Saved entries:

•••••

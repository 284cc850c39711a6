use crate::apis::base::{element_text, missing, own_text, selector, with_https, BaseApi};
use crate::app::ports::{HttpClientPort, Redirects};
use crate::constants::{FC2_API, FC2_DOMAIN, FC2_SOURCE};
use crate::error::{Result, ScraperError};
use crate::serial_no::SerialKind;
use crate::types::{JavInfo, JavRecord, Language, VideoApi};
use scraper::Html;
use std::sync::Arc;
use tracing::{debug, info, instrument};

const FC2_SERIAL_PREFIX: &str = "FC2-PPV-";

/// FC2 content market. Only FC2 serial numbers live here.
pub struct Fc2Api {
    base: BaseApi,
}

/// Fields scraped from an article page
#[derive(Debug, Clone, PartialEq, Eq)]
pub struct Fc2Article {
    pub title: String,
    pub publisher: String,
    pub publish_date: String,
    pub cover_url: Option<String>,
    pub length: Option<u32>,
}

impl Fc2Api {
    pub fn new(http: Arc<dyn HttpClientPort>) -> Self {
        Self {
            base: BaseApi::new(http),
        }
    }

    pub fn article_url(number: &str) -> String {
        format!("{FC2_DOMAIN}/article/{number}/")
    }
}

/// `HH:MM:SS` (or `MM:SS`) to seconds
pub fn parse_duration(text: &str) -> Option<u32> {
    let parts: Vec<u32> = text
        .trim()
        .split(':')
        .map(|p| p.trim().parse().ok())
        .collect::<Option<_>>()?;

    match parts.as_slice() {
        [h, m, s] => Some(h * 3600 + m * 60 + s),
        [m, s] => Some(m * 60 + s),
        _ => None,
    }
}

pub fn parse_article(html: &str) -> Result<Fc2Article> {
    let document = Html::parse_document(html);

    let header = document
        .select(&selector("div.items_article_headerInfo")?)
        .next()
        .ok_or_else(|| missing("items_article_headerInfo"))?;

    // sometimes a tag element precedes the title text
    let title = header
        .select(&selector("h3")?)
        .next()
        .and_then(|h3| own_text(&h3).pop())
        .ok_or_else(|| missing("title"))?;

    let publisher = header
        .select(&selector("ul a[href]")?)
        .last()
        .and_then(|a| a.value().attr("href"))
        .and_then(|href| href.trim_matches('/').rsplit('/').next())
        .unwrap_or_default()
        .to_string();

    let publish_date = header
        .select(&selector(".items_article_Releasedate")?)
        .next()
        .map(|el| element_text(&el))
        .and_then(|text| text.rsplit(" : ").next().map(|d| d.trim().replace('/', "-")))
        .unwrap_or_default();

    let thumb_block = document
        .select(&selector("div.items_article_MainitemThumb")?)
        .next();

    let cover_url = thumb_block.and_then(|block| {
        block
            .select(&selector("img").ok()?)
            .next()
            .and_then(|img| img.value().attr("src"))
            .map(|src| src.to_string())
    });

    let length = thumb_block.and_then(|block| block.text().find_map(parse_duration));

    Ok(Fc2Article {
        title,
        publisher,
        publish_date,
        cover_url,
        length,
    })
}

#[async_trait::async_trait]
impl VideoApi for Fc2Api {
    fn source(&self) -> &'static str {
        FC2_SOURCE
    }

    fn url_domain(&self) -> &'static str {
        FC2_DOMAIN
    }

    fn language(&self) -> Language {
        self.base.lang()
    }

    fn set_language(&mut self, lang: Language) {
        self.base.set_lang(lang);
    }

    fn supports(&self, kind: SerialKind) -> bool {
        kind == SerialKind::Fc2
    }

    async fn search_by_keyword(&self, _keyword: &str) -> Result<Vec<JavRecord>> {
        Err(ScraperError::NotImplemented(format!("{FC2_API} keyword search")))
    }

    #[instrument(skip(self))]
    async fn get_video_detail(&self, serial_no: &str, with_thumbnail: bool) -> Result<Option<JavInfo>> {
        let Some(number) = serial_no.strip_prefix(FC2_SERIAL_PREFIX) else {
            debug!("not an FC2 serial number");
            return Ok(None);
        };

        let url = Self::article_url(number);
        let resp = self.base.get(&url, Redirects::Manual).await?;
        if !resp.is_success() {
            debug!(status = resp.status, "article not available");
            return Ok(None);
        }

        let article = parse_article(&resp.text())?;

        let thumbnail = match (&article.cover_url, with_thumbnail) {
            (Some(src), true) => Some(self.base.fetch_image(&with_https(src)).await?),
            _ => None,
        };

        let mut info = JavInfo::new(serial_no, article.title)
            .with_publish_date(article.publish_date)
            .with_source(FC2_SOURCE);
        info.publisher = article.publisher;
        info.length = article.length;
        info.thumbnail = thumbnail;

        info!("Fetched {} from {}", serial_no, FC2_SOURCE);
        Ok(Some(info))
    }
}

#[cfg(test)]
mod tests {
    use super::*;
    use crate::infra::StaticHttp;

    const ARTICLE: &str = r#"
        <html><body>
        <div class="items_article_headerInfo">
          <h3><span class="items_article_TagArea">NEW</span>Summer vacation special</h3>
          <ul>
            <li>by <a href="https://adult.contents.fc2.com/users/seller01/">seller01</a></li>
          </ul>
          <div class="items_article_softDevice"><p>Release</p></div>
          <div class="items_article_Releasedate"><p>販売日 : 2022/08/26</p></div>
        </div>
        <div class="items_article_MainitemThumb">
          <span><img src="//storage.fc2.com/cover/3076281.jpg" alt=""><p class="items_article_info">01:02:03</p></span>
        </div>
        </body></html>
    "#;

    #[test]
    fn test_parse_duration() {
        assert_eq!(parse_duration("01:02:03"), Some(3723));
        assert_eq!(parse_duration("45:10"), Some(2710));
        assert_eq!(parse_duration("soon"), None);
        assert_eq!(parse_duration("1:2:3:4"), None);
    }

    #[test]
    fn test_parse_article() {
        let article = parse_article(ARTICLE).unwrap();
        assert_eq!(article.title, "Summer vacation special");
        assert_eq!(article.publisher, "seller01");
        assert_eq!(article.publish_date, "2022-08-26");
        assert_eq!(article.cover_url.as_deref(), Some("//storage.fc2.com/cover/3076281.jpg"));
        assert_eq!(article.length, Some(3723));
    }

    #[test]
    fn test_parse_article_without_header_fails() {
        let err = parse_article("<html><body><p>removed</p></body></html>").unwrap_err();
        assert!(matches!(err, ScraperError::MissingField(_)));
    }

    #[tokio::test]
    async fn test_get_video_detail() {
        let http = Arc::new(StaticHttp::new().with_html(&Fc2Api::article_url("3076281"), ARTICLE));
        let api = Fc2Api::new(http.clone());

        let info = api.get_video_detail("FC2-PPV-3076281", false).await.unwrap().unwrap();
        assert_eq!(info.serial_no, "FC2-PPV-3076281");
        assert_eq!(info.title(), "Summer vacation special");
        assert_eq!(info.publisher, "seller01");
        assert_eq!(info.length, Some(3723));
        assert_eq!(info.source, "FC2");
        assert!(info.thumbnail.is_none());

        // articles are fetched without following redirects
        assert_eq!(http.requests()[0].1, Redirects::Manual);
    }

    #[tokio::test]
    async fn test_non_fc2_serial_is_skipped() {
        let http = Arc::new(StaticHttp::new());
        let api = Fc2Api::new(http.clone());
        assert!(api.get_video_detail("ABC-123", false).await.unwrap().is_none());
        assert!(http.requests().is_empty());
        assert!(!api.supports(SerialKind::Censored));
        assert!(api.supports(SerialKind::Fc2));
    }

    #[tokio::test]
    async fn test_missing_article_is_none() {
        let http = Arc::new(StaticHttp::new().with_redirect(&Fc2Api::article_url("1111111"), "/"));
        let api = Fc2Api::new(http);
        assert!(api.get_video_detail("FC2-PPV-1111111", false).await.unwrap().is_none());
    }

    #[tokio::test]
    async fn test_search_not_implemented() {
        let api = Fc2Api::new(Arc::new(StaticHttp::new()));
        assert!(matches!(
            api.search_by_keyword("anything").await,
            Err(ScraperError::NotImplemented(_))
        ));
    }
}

•••••

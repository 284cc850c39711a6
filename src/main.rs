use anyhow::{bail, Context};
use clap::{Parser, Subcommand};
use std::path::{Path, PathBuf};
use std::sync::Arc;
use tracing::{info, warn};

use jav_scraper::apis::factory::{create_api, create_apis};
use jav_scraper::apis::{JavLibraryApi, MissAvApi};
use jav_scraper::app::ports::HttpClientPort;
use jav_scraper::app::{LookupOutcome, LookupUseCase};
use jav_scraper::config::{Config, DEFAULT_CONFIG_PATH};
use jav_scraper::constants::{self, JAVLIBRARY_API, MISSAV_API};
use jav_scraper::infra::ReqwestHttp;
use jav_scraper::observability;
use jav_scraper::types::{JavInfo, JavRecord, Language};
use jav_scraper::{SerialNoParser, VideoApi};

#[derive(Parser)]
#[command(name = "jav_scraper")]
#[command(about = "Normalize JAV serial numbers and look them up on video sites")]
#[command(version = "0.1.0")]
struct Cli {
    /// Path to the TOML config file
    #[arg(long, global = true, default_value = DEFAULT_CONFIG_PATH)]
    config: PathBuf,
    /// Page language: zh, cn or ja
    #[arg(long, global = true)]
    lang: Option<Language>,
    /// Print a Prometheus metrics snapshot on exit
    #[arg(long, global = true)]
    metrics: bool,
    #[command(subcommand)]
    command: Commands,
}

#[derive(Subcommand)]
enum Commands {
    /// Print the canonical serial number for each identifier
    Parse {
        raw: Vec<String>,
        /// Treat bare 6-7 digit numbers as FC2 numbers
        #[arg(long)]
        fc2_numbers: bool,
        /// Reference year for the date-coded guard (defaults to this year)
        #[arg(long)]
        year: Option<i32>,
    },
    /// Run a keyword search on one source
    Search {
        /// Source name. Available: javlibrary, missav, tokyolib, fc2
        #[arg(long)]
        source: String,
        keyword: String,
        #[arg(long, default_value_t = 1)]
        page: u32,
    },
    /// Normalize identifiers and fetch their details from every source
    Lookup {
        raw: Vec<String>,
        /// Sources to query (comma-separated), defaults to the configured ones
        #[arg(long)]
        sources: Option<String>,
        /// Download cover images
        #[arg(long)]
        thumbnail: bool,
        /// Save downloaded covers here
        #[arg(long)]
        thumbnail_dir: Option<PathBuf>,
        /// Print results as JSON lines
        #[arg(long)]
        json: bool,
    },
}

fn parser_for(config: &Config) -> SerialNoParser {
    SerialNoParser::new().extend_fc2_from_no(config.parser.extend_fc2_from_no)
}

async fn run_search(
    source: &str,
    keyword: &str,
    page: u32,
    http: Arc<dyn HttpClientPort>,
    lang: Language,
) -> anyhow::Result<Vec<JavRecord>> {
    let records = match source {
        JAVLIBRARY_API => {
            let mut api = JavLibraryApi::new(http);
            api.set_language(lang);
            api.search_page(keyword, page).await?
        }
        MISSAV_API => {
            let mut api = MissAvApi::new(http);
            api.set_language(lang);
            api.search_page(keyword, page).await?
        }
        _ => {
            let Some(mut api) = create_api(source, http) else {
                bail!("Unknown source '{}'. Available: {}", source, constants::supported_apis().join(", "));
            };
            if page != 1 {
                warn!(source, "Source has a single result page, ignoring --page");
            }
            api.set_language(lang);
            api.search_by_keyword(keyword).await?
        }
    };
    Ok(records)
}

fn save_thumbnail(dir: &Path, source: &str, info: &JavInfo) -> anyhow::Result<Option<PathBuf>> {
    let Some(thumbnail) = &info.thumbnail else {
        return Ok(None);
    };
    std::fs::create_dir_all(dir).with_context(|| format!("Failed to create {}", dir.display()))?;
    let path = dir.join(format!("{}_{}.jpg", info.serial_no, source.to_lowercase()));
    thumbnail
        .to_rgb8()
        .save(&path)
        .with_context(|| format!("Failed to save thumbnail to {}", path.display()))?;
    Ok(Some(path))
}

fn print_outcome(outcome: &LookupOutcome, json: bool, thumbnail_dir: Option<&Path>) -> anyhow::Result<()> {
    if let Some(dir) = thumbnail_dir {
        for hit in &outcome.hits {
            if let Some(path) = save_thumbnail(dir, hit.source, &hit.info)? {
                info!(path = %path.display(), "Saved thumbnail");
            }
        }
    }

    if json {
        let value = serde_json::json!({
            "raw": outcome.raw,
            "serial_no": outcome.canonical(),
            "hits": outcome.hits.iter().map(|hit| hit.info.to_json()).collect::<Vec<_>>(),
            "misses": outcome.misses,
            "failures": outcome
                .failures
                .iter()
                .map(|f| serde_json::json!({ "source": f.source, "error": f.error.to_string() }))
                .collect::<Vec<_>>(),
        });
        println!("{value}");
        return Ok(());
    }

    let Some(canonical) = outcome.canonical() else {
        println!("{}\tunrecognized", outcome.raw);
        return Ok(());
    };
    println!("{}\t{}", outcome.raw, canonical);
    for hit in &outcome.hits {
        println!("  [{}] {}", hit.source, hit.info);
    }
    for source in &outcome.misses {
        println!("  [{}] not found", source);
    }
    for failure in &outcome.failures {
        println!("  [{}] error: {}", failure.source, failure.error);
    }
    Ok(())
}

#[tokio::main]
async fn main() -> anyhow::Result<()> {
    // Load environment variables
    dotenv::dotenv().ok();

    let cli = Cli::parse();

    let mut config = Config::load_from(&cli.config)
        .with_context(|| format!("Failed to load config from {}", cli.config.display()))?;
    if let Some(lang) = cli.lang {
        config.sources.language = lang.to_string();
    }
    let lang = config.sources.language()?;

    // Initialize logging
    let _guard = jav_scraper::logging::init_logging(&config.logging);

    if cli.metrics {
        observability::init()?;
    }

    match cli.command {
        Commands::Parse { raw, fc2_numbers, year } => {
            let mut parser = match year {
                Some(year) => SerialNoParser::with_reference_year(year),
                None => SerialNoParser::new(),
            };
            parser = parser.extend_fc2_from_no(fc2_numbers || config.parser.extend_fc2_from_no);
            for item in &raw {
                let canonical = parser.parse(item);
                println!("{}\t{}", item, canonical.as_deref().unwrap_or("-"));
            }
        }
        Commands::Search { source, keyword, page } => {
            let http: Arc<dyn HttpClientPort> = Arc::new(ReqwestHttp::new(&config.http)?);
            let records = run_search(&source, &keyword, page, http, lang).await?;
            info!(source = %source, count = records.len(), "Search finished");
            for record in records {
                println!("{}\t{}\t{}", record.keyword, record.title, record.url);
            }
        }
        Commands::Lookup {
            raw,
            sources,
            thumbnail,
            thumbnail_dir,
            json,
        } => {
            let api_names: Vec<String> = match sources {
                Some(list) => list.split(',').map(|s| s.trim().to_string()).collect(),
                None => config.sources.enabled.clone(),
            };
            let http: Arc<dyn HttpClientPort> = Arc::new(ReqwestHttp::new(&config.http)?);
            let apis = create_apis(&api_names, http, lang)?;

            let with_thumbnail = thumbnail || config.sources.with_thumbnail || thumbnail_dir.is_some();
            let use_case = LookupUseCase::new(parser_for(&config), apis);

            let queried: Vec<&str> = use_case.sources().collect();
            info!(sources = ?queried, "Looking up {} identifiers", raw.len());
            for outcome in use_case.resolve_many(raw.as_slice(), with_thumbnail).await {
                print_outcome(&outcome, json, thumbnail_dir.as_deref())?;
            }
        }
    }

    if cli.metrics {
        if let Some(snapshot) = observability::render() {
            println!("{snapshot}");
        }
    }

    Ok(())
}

•••••

Where a line of the records holds the word "HttpClientPort", copy that line.

#### [Expected answer]
use crate::app::ports::{HttpClientPort, Redirects};
    pub fn new(http: Arc<dyn HttpClientPort>) -> Self {
use jav_scraper::app::ports::HttpClientPort;
    http: Arc<dyn HttpClientPort>,
            let http: Arc<dyn HttpClientPort> = Arc::new(ReqwestHttp::new(&config.http)?);
            let http: Arc<dyn HttpClientPort> = Arc::new(ReqwestHttp::new(&config.http)?);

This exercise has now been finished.